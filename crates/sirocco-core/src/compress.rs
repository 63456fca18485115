//! Response compression (gzip / brotli), negotiated from
//! `Accept-Encoding`. Fixed bodies only; streamed bodies pass through
//! unchanged so their backpressure behavior is preserved.

use std::io::Write;
use std::sync::Arc;

use bytes::Bytes;

use crate::config::CompressionConfig;
use crate::http::{Body, RequestContext, Response};
use crate::pipeline::{ArcHandler, Middleware};

#[derive(Debug, Clone, Copy, PartialEq, Eq)]
enum Encoding {
    Brotli,
    Gzip,
}

pub struct Compression {
    config: Arc<CompressionConfig>,
}

impl Compression {
    pub fn new(config: CompressionConfig) -> Self {
        Self { config: Arc::new(config) }
    }
}

/// Pick the strongest enabled encoding the client accepts.
fn negotiate(config: &CompressionConfig, accept: &str) -> Option<Encoding> {
    let accepts = |token: &str| {
        accept.split(',').any(|part| {
            let name = part.split(';').next().unwrap_or("").trim();
            name.eq_ignore_ascii_case(token)
        })
    };
    if config.brotli && accepts("br") {
        return Some(Encoding::Brotli);
    }
    if config.gzip && accepts("gzip") {
        return Some(Encoding::Gzip);
    }
    None
}

fn gzip(data: &[u8], level: u32) -> std::io::Result<Vec<u8>> {
    let mut encoder =
        flate2::write::GzEncoder::new(Vec::new(), flate2::Compression::new(level.min(9)));
    encoder.write_all(data)?;
    encoder.finish()
}

fn brotli_compress(data: &[u8], level: u32) -> std::io::Result<Vec<u8>> {
    let mut out = Vec::new();
    {
        let mut writer = brotli::CompressorWriter::new(&mut out, 4096, level.min(11), 22);
        writer.write_all(data)?;
    }
    Ok(out)
}

impl Middleware for Compression {
    fn wrap(&self, inner: ArcHandler) -> ArcHandler {
        let config = self.config.clone();
        Arc::new(move |ctx: RequestContext| {
            let config = config.clone();
            let inner = inner.clone();
            async move {
                let accept = ctx.header("accept-encoding").unwrap_or("").to_string();
                let mut res = inner.call(ctx).await?;

                let Some(encoding) = negotiate(&config, &accept) else {
                    return Ok(res);
                };
                if res.headers.contains("content-encoding") {
                    return Ok(res);
                }
                let Body::Bytes(bytes) = &res.body else {
                    return Ok(res);
                };
                if bytes.len() < config.threshold {
                    return Ok(res);
                }

                let compressed = match encoding {
                    Encoding::Gzip => gzip(bytes, config.level),
                    Encoding::Brotli => brotli_compress(bytes, config.level),
                };
                match compressed {
                    Ok(out) if out.len() < bytes.len() => {
                        res.body = Body::Bytes(Bytes::from(out));
                        res.headers.set(
                            "content-encoding",
                            match encoding {
                                Encoding::Gzip => "gzip",
                                Encoding::Brotli => "br",
                            },
                        );
                        res.headers.append("vary", "accept-encoding");
                    }
                    Ok(_) => {} // compression did not help; keep the original
                    Err(e) => {
                        tracing::warn!("compression failed, sending identity: {e}");
                    }
                }
                Ok(res)
            }
        })
    }
}

#[cfg(test)]
mod tests {
    use super::*;
    use crate::http::Method;
    use crate::pipeline::Handler;

    fn big_body_handler() -> ArcHandler {
        Arc::new(|_ctx: RequestContext| async {
            Ok(Response::ok("abcdefgh".repeat(512))) // 4 KiB, highly compressible
        })
    }

    fn request(accept: Option<&str>) -> RequestContext {
        let mut ctx = RequestContext::new(Method::Get, "/");
        if let Some(a) = accept {
            ctx.headers.set("accept-encoding", a);
        }
        ctx
    }

    fn mw(gzip: bool, brotli: bool) -> Compression {
        Compression::new(CompressionConfig { gzip, brotli, threshold: 1024, level: 6 })
    }

    #[tokio::test]
    async fn gzip_when_accepted() {
        let wrapped = mw(true, false).wrap(big_body_handler());
        let res = wrapped.call(request(Some("gzip, deflate"))).await.unwrap();
        assert_eq!(res.headers.get("content-encoding"), Some("gzip"));
        assert!(res.body.len().unwrap() < 4096);
        // Round-trip through a decoder to prove the payload survived.
        let mut decoder = flate2::read::GzDecoder::new(res.body.as_bytes());
        let mut plain = String::new();
        std::io::Read::read_to_string(&mut decoder, &mut plain).unwrap();
        assert_eq!(plain, "abcdefgh".repeat(512));
    }

    #[tokio::test]
    async fn brotli_preferred_over_gzip() {
        let wrapped = mw(true, true).wrap(big_body_handler());
        let res = wrapped.call(request(Some("gzip, br"))).await.unwrap();
        assert_eq!(res.headers.get("content-encoding"), Some("br"));
    }

    #[tokio::test]
    async fn identity_when_not_accepted_or_small() {
        let wrapped = mw(true, true).wrap(big_body_handler());
        let res = wrapped.call(request(None)).await.unwrap();
        assert!(res.headers.get("content-encoding").is_none());

        let small: ArcHandler = Arc::new(|_ctx: RequestContext| async { Ok(Response::ok("tiny")) });
        let wrapped = mw(true, true).wrap(small);
        let res = wrapped.call(request(Some("gzip"))).await.unwrap();
        assert!(res.headers.get("content-encoding").is_none());
    }

    #[tokio::test]
    async fn streams_pass_through() {
        let streaming: ArcHandler = Arc::new(|_ctx: RequestContext| async {
            Ok(Response::stream(futures_util::stream::iter(vec![Ok(Bytes::from_static(
                b"chunk",
            ))])))
        });
        let wrapped = mw(true, true).wrap(streaming);
        let res = wrapped.call(request(Some("gzip"))).await.unwrap();
        assert!(res.headers.get("content-encoding").is_none());
        assert!(matches!(res.body, Body::Stream(_)));
    }
}
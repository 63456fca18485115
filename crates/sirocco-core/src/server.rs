//! Server assembly: configuration, listener setup, worker spawning and the
//! running-server handle.

use std::net::{SocketAddr, ToSocketAddrs};
use std::sync::Arc;
use std::thread;
use std::time::Duration;

use parking_lot::RwLock;

use crate::config::ServerConfig;
use crate::error::{Error, Result};
use crate::pipeline::ContextProvider;
use crate::router::{RouteTable, Router};
use crate::shutdown::ShutdownState;
use crate::worker;

/// Shared engine state: everything a worker needs to serve traffic.
pub(crate) struct Engine {
    pub(crate) config: Arc<ServerConfig>,
    /// Read-mostly, single writer. Readers clone the Arc; hot reload swaps
    /// the whole table atomically.
    table: RwLock<Arc<RouteTable>>,
    pub(crate) provider: Option<ContextProvider>,
    pub(crate) shutdown: Arc<ShutdownState>,
    /// Configuration-driven middleware, wrapped outside every route's
    /// stack. Kept so hot reloads compose the same way the initial table
    /// did.
    config_middleware: Vec<Arc<dyn crate::pipeline::Middleware>>,
}

impl Engine {
    pub(crate) fn table(&self) -> Arc<RouteTable> {
        self.table.read().clone()
    }

    pub(crate) fn install(&self, table: RouteTable) {
        *self.table.write() = Arc::new(table);
    }
}

/// Builder for a Sirocco server.
///
/// ```no_run
/// use sirocco_core::prelude::*;
///
/// fn main() -> sirocco_core::Result<()> {
///     init_logging();
///     let mut router = Router::new();
///     router.get("/hello", |_ctx: RequestContext| async { Ok(Response::ok("Hello, World!")) });
///     Server::bind("127.0.0.1:8080").workers(2).serve(router)
/// }
/// ```
pub struct Server {
    config: ServerConfig,
    provider: Option<ContextProvider>,
}

impl Server {
    pub fn new(config: ServerConfig) -> Self {
        Self { config, provider: None }
    }

    /// Configuration from defaults + environment overrides.
    pub fn from_env() -> Self {
        Self::new(ServerConfig::from_env())
    }

    /// Convenience constructor from a `host:port` string.
    pub fn bind(host_port: &str) -> Self {
        let mut config = ServerConfig::default();
        if let Some((host, port)) = host_port.rsplit_once(':') {
            if !host.is_empty() {
                config.hostname = host.to_string();
            }
            if let Ok(port) = port.parse() {
                config.port = port;
            }
        }
        Self::new(config)
    }

    pub fn workers(mut self, workers: usize) -> Self {
        self.config.workers = workers;
        self
    }

    pub fn config(&self) -> &ServerConfig {
        &self.config
    }

    pub fn config_mut(&mut self) -> &mut ServerConfig {
        &mut self.config
    }

    /// Install a context provider: runs before the composed handler and
    /// binds application state into each request context.
    pub fn context<F, Fut>(mut self, f: F) -> Self
    where
        F: Fn(crate::http::RequestContext) -> Fut + Send + Sync + 'static,
        Fut: std::future::Future<Output = Result<crate::http::RequestContext>> + Send + 'static,
    {
        self.provider = Some(crate::pipeline::context_provider(f));
        self
    }

    /// Compile the routes, bind the listeners and start the workers.
    pub fn start(mut self, router: Router) -> Result<ServerHandle> {
        self.config.apply_env();
        self.config.validate()?;
        if self.config.http2.enabled && !cfg!(feature = "http2") {
            return Err(Error::Config("built without the http2 feature".into()));
        }

        let config_middleware = middleware_from_config(&self.config);
        let table = router.compile_with(&config_middleware)?;
        let config = Arc::new(self.config);
        let shutdown = Arc::new(ShutdownState::new());
        let engine = Arc::new(Engine {
            config: config.clone(),
            table: RwLock::new(Arc::new(table)),
            provider: self.provider,
            shutdown: shutdown.clone(),
            config_middleware,
        });

        #[cfg(feature = "tls")]
        let tls: worker::TlsHandle = match &config.tls {
            Some(tls_cfg) => Some(crate::tls::acceptor(tls_cfg, config.http2.enabled)?),
            None => None,
        };
        #[cfg(not(feature = "tls"))]
        let tls: worker::TlsHandle = if config.tls.is_some() {
            return Err(Error::Config("built without the tls feature".into()));
        } else {
            None
        };

        let mut addr = resolve(&config.hostname, config.port)?;

        // The first bind resolves port 0 to a concrete port; the remaining
        // reuseport listeners share it.
        let first = build_listener(addr)?;
        let local_addr = first.local_addr()?;
        addr.set_port(local_addr.port());

        let mut listeners = vec![first];
        for _ in 1..config.workers {
            listeners.push(build_listener(addr)?);
        }

        let core_ids = core_affinity::get_core_ids().unwrap_or_default();
        let mut threads = Vec::with_capacity(listeners.len());
        for (i, listener) in listeners.into_iter().enumerate() {
            let core = if core_ids.is_empty() {
                None
            } else {
                core_ids.get(i % core_ids.len()).copied()
            };
            threads.push(worker::spawn(i, listener, engine.clone(), tls.clone(), core)?);
        }

        tracing::info!(
            "sirocco serving on {} with {} workers (SO_REUSEPORT)",
            local_addr,
            config.workers
        );

        Ok(ServerHandle { engine, local_addr, threads })
    }

    /// Start and block until the server stops.
    pub fn serve(self, router: Router) -> Result<()> {
        let handle = self.start(router)?;
        handle.join();
        Ok(())
    }
}

/// Handle to a running server.
pub struct ServerHandle {
    engine: Arc<Engine>,
    local_addr: SocketAddr,
    threads: Vec<thread::JoinHandle<()>>,
}

impl ServerHandle {
    /// The bound address (with the real port when configured as 0).
    pub fn local_addr(&self) -> SocketAddr {
        self.local_addr
    }

    pub fn active_connections(&self) -> usize {
        self.engine.shutdown.active_connections()
    }

    pub fn is_shutting_down(&self) -> bool {
        self.engine.shutdown.is_shutting_down()
    }

    /// Atomically replace the route table. In-flight requests finish on the
    /// table they started with.
    pub fn reload(&self, router: &Router) -> Result<()> {
        let table = router.compile_with(&self.engine.config_middleware)?;
        self.engine.install(table);
        Ok(())
    }

    /// Graceful stop: drain in-flight work, force-close at the deadline.
    /// Returns true when every connection drained in time.
    pub async fn stop(&self, timeout: Duration) -> bool {
        self.engine.shutdown.drain(timeout).await
    }

    /// Blocking variant of [`stop`](Self::stop) for non-async callers.
    pub fn stop_blocking(&self, timeout: Duration) -> bool {
        match tokio::runtime::Builder::new_current_thread().enable_time().build() {
            Ok(rt) => rt.block_on(self.stop(timeout)),
            Err(e) => {
                tracing::error!("failed to build shutdown runtime: {e}");
                false
            }
        }
    }

    /// Block until every worker thread exits.
    pub fn join(self) {
        for thread in self.threads {
            let _ = thread.join();
        }
    }
}

/// Middleware implied by the configuration surface, outermost first: rate
/// limiting denies before any other work, then security headers, CORS,
/// compression, sessions.
fn middleware_from_config(config: &ServerConfig) -> Vec<Arc<dyn crate::pipeline::Middleware>> {
    let mut stack: Vec<Arc<dyn crate::pipeline::Middleware>> = Vec::new();
    if let Some(rl) = &config.rate_limit {
        stack.push(Arc::new(crate::limit::RateLimiter::new(rl)));
    }
    if let Some(security) = &config.security {
        stack.push(Arc::new(crate::security::SecurityHeaders::new(security.clone())));
    }
    if let Some(cors) = &config.cors {
        stack.push(Arc::new(crate::cors::Cors::new(cors.clone())));
    }
    #[cfg(feature = "compression")]
    if let Some(compression) = &config.compression {
        stack.push(Arc::new(crate::compress::Compression::new(compression.clone())));
    }
    #[cfg(not(feature = "compression"))]
    if config.compression.is_some() {
        tracing::warn!("compression configured but built without the compression feature");
    }
    if let Some(session) = &config.session {
        stack.push(Arc::new(crate::session::SessionMiddleware::new(session.clone())));
    }
    stack
}

fn resolve(hostname: &str, port: u16) -> Result<SocketAddr> {
    (hostname, port)
        .to_socket_addrs()
        .map_err(|e| Error::Config(format!("cannot resolve {hostname}:{port}: {e}")))?
        .next()
        .ok_or_else(|| Error::Config(format!("{hostname}:{port} resolved to no addresses")))
}

fn build_listener(addr: SocketAddr) -> Result<std::net::TcpListener> {
    let domain = if addr.is_ipv4() { socket2::Domain::IPV4 } else { socket2::Domain::IPV6 };
    let socket = socket2::Socket::new(domain, socket2::Type::STREAM, Some(socket2::Protocol::TCP))?;
    socket.set_reuse_address(true)?;
    #[cfg(not(windows))]
    socket.set_reuse_port(true)?;
    socket.set_nonblocking(true)?;
    socket.bind(&addr.into())?;
    socket.listen(8192)?;
    Ok(socket.into())
}

#[cfg(test)]
mod tests {
    use super::*;
    use crate::http::{RequestContext, Response};

    #[test]
    fn bind_parses_host_port() {
        let server = Server::bind("127.0.0.1:9123");
        assert_eq!(server.config().hostname, "127.0.0.1");
        assert_eq!(server.config().port, 9123);

        let server = Server::bind(":8088");
        assert_eq!(server.config().hostname, "0.0.0.0");
        assert_eq!(server.config().port, 8088);
    }

    #[test]
    fn start_rejects_duplicate_routes() {
        let mut router = Router::new();
        router.get("/x", |_ctx: RequestContext| async { Ok(Response::ok("a")) });
        router.get("/x", |_ctx: RequestContext| async { Ok(Response::ok("b")) });
        let result = Server::bind("127.0.0.1:0").workers(1).start(router);
        assert!(matches!(result, Err(Error::RouteConflict { .. })));
    }

    #[test]
    fn reuseport_listeners_share_a_port() {
        let addr = resolve("127.0.0.1", 0).unwrap();
        let first = build_listener(addr).unwrap();
        let port = first.local_addr().unwrap().port();
        let mut addr2 = addr;
        addr2.set_port(port);
        let second = build_listener(addr2).unwrap();
        assert_eq!(second.local_addr().unwrap().port(), port);
    }
}
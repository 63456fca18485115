//! HTTP/2 service: drives a TLS connection whose ALPN selected `h2`
//! through the same router and pipeline as HTTP/1.1. Streams multiplex;
//! each request runs as its own task and responses complete out of order
//! with their stream ids.

use std::net::SocketAddr;
use std::sync::Arc;

use bytes::{Bytes, BytesMut};
use futures_util::StreamExt;
use tokio::io::{AsyncRead, AsyncWrite};

use crate::error::Error;
use crate::http::{Body, Method, RequestContext, Response};
use crate::metrics::WorkerMetrics;
use crate::pipeline;
use crate::router::Match;
use crate::server::Engine;

pub(crate) async fn serve<IO>(
    io: IO,
    peer: Option<SocketAddr>,
    engine: Arc<Engine>,
    metrics: Arc<WorkerMetrics>,
) where
    IO: AsyncRead + AsyncWrite + Unpin + Send + 'static,
{
    let mut conn = match h2::server::handshake(io).await {
        Ok(conn) => conn,
        Err(e) => {
            tracing::debug!("h2 handshake failed: {e}");
            return;
        }
    };

    while let Some(accepted) = conn.accept().await {
        let (request, respond) = match accepted {
            Ok(pair) => pair,
            Err(e) => {
                tracing::debug!("h2 stream error: {e}");
                break;
            }
        };
        let engine = engine.clone();
        let metrics = metrics.clone();
        tokio::spawn(async move {
            metrics.inc_req();
            if let Err(e) = handle_stream(request, respond, peer, &engine).await {
                tracing::debug!("h2 request failed: {e}");
            }
        });
    }
}

async fn handle_stream(
    request: http::Request<h2::RecvStream>,
    mut respond: h2::server::SendResponse<Bytes>,
    peer: Option<SocketAddr>,
    engine: &Arc<Engine>,
) -> crate::error::Result<()> {
    let (parts, mut recv_body) = request.into_parts();

    let method = Method::from_bytes(parts.method.as_str().as_bytes());
    let path = parts.uri.path().to_string();
    let query = parts.uri.query().map(str::to_string);

    let mut ctx = RequestContext::new(method, path);
    ctx.query = query;
    ctx.peer_addr = peer;
    ctx.secure = true;
    for (name, value) in parts.headers.iter() {
        if let Ok(value) = value.to_str() {
            ctx.headers.append(name.as_str(), value);
        }
    }

    // Collect the request body, releasing connection-level flow control as
    // data arrives.
    let max_body = engine.config.max_body_size;
    let mut body = BytesMut::new();
    while let Some(data) = recv_body.data().await {
        let data = data.map_err(|e| Error::Malformed(format!("h2 body error: {e}")))?;
        let _ = recv_body.flow_control().release_capacity(data.len());
        if body.len() + data.len() > max_body {
            let res = Response::text(413, "Payload Too Large");
            return send(respond, res).await;
        }
        body.extend_from_slice(&data);
    }
    ctx.body = body.freeze();

    let table = engine.table();
    let outcome = table.dispatch(ctx.method, &ctx.path);
    let res = match outcome {
        Match::Found { handler, params } => {
            ctx.params = params;
            let invocation = pipeline::invoke(handler, engine.provider.as_ref(), ctx);
            match tokio::time::timeout(engine.config.request_timeout(), invocation).await {
                Ok(res) => res,
                Err(_) => Response::gateway_timeout(),
            }
        }
        Match::MethodMiss { allow } => Response::method_not_allowed(&allow),
        Match::NotFound => Response::not_found(),
    };
    send(respond, res).await
}

async fn send(
    mut respond: h2::server::SendResponse<Bytes>,
    mut res: Response,
) -> crate::error::Result<()> {
    let mut builder = http::Response::builder().status(res.status);
    for (name, value) in res.headers.iter() {
        // Connection-level headers do not exist in h2.
        if matches!(name, "connection" | "transfer-encoding" | "keep-alive" | "upgrade") {
            continue;
        }
        builder = builder.header(name, value);
    }
    let head = builder
        .body(())
        .map_err(|e| Error::Other(format!("invalid h2 response head: {e}")))?;

    match res.body {
        Body::Empty => {
            respond
                .send_response(head, true)
                .map_err(|e| Error::Other(format!("h2 send_response: {e}")))?;
        }
        Body::Bytes(bytes) => {
            let mut stream = respond
                .send_response(head, bytes.is_empty())
                .map_err(|e| Error::Other(format!("h2 send_response: {e}")))?;
            if !bytes.is_empty() {
                send_data(&mut stream, bytes, true).await?;
            }
        }
        Body::Stream(ref mut body) => {
            let mut stream = respond
                .send_response(head, false)
                .map_err(|e| Error::Other(format!("h2 send_response: {e}")))?;
            while let Some(chunk) = body.next().await {
                let chunk = chunk?;
                if chunk.is_empty() {
                    continue;
                }
                send_data(&mut stream, chunk, false).await?;
            }
            send_data(&mut stream, Bytes::new(), true).await?;
        }
    }
    Ok(())
}

/// Window-aware write: reserve capacity and emit in permitted slices.
async fn send_data(
    stream: &mut h2::SendStream<Bytes>,
    mut data: Bytes,
    end: bool,
) -> crate::error::Result<()> {
    if data.is_empty() {
        stream
            .send_data(data, end)
            .map_err(|e| Error::Other(format!("h2 send_data: {e}")))?;
        return Ok(());
    }
    while !data.is_empty() {
        stream.reserve_capacity(data.len());
        let allowed = std::future::poll_fn(|cx| stream.poll_capacity(cx))
            .await
            .ok_or_else(|| Error::Disconnected)?
            .map_err(|e| Error::Other(format!("h2 capacity: {e}")))?;
        if allowed == 0 {
            continue;
        }
        let frame = data.split_to(allowed.min(data.len()));
        let ending = end && data.is_empty();
        stream
            .send_data(frame, ending)
            .map_err(|e| Error::Other(format!("h2 send_data: {e}")))?;
    }
    Ok(())
}
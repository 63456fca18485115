//! Handler and middleware composition.
//!
//! A middleware transforms a handler into a new handler. For a stack
//! `[m1, m2, m3]` and leaf `h` the effective handler is `m1(m2(m3(h)))`, so
//! `m1` runs outermost. Composition happens once when the route table is
//! compiled; requests invoke the cached composed handler.

use std::future::Future;
use std::pin::Pin;
use std::sync::Arc;

use crate::error::Result;
use crate::http::{RequestContext, Response};

pub type HandlerFuture = Pin<Box<dyn Future<Output = Result<Response>> + Send + 'static>>;

/// A request handler: produces a response from a request context.
pub trait Handler: Send + Sync + 'static {
    fn call(&self, ctx: RequestContext) -> HandlerFuture;
}

pub type ArcHandler = Arc<dyn Handler>;

impl<F, Fut> Handler for F
where
    F: Fn(RequestContext) -> Fut + Send + Sync + 'static,
    Fut: Future<Output = Result<Response>> + Send + 'static,
{
    fn call(&self, ctx: RequestContext) -> HandlerFuture {
        Box::pin((self)(ctx))
    }
}

/// A handler transformer. Implementations capture their configuration and
/// return a wrapped handler; per-request work happens inside the returned
/// handler, not in `wrap`.
pub trait Middleware: Send + Sync + 'static {
    fn wrap(&self, inner: ArcHandler) -> ArcHandler;
}

/// Right-associative composition: the first middleware in `stack` ends up
/// outermost.
pub fn compose(stack: &[Arc<dyn Middleware>], leaf: ArcHandler) -> ArcHandler {
    stack.iter().rev().fold(leaf, |inner, mw| mw.wrap(inner))
}

/// Continuation passed to `from_fn` middleware.
pub struct Next {
    inner: ArcHandler,
}

impl Next {
    pub fn new(inner: ArcHandler) -> Self {
        Self { inner }
    }

    pub async fn run(self, ctx: RequestContext) -> Result<Response> {
        self.inner.call(ctx).await
    }
}

/// Adapt an async closure `(ctx, next) -> response` into a [`Middleware`].
pub fn from_fn<F, Fut>(f: F) -> FnMiddleware<F>
where
    F: Fn(RequestContext, Next) -> Fut + Send + Sync + 'static,
    Fut: Future<Output = Result<Response>> + Send + 'static,
{
    FnMiddleware { f: Arc::new(f) }
}

pub struct FnMiddleware<F> {
    f: Arc<F>,
}

impl<F, Fut> Middleware for FnMiddleware<F>
where
    F: Fn(RequestContext, Next) -> Fut + Send + Sync + 'static,
    Fut: Future<Output = Result<Response>> + Send + 'static,
{
    fn wrap(&self, inner: ArcHandler) -> ArcHandler {
        let f = self.f.clone();
        Arc::new(move |ctx: RequestContext| {
            let next = Next::new(inner.clone());
            (f)(ctx, next)
        })
    }
}

/// Optional hook run before the composed handler; binds application state
/// into the request context.
pub type ContextProvider = Arc<
    dyn Fn(RequestContext) -> Pin<Box<dyn Future<Output = Result<RequestContext>> + Send + 'static>>
        + Send
        + Sync,
>;

/// Build a [`ContextProvider`] from an async closure.
pub fn context_provider<F, Fut>(f: F) -> ContextProvider
where
    F: Fn(RequestContext) -> Fut + Send + Sync + 'static,
    Fut: Future<Output = Result<RequestContext>> + Send + 'static,
{
    Arc::new(move |ctx| Box::pin(f(ctx)))
}

/// Invoke a composed handler, converting every failure mode into a response.
///
/// Uncaught handler errors become a minimal `500` (or whatever status the
/// error maps to) and are reported through tracing. With the `catch-panic`
/// feature, handler panics are caught here and treated identically.
pub async fn invoke(handler: &ArcHandler, provider: Option<&ContextProvider>, ctx: RequestContext) -> Response {
    let ctx = match provider {
        Some(p) => match p(ctx).await {
            Ok(ctx) => ctx,
            Err(e) => {
                tracing::error!("context provider failed: {e}");
                return error_response(&e);
            }
        },
        None => ctx,
    };

    #[cfg(feature = "catch-panic")]
    {
        use futures_util::FutureExt;
        let fut = std::panic::AssertUnwindSafe(handler.call(ctx));
        return match fut.catch_unwind().await {
            Ok(Ok(res)) => res,
            Ok(Err(e)) => {
                tracing::error!("handler error: {e}");
                error_response(&e)
            }
            Err(panic) => {
                let msg = panic_message(&panic);
                tracing::error!("handler panicked: {msg}");
                Response::internal_error()
            }
        };
    }

    #[cfg(not(feature = "catch-panic"))]
    match handler.call(ctx).await {
        Ok(res) => res,
        Err(e) => {
            tracing::error!("handler error: {e}");
            error_response(&e)
        }
    }
}

fn error_response(e: &crate::error::Error) -> Response {
    let status = e.status_code();
    Response::text(status, crate::http::status_text(status))
}

#[cfg(feature = "catch-panic")]
fn panic_message(panic: &Box<dyn std::any::Any + Send>) -> String {
    if let Some(s) = panic.downcast_ref::<&str>() {
        (*s).to_string()
    } else if let Some(s) = panic.downcast_ref::<String>() {
        s.clone()
    } else {
        "non-string panic payload".to_string()
    }
}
※ ※ ※
How to complete this task
Return each line exactly, beginning at the start of the material above and ending at the line that includes "use crate::config::CompressionConfig;", with both of those kept.

Written response
filename crates/sirocco-core/src/compress.rs
repository 63456fca18485115
//! Response compression (gzip / brotli), negotiated from
//! `Accept-Encoding`. Fixed bodies only; streamed bodies pass through
//! unchanged so their backpressure behavior is preserved.

use std::io::Write;
use std::sync::Arc;

use bytes::Bytes;

use crate::config::CompressionConfig;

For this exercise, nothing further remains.